Joppeicus paradoxus is a predatory heteropteran bug and the only member of the genus Joppeicus and the family Joppeicidae. Adults are ~3 mm long.

==Taxonomy==
The species was described in 1881 and was initially placed in the Aradidae, later moved to the Lygaeidae (by Bergroth in 1898). In 1954 it was moved to the Cimicomorpha and the family was erected in 1910. The features of the group are a median longitudinal carina on the pronotum and the forewing venation. A molecular genetics study in 2022 recovered Joppeicidae within Cimicomorpha as the closest relative of family Microphysidae, forming together the clade Microphysoidea. Another study in 2023 recovered Joppeicidae as the earliest diverging group of Cimiciformes.

==Ecology==
Joppeicus paradoxus has been described as living in «gardens, fields, planted woods, street alleys» along the Nile River and also caves, rock crevices of the nearby desert or semidesert regions. It can be found under bark, herbs, leaf litter, stones, litter, or even among mammalian feces and burrows of the rodent genus Meriones.

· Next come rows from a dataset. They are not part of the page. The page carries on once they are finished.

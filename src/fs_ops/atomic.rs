//! Atomic rename helper.
//! - Replaces an existing destination (last writer wins).
//! - On Windows, removes an existing destination first.
//! - On Unix, best-effort fsync of the destination directory after rename.
//!
//! Returns raw `io::Error` so callers can tell a cross-device failure apart.

use std::fs;
use std::io;
use std::path::Path;

pub(super) fn try_atomic_move(src: &Path, dst: &Path) -> io::Result<()> {
    #[cfg(windows)]
    {
        if dst.is_file() {
            if let Err(e) = fs::remove_file(dst) {
                if e.kind() != io::ErrorKind::NotFound {
                    return Err(e);
                }
            }
        }
    }

    fs::rename(src, dst)?;

    #[cfg(unix)]
    if let Some(parent) = dst.parent() {
        // A failed fsync must not turn a completed rename into a failure.
        let _ = super::util::fsync_dir(parent);
    }

    Ok(())
}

It feeds on a variety of small arthropods, such as coleopteran larvae and adults, ants, other heteropterans, spiders and ticks.

==Behaviour==
It is quite active, runs quickly and tends to avoid light during the day.

==Distribution==
The species is known natively from northeast Africa and the eastern part of the Mediterranean. It has been originally described from Jaffa and documented from Israel and in Egypt and Sudan along the Nile and Ethiopia. It has recently been found in Fuerteventura and Socotra and even in a bean storage area in Thailand.

==Importance to humans==
Joppeicus paradoxus has been investigated as a potential biocontrol insect against insect pests affecting food storage, such as Tribolium confusum.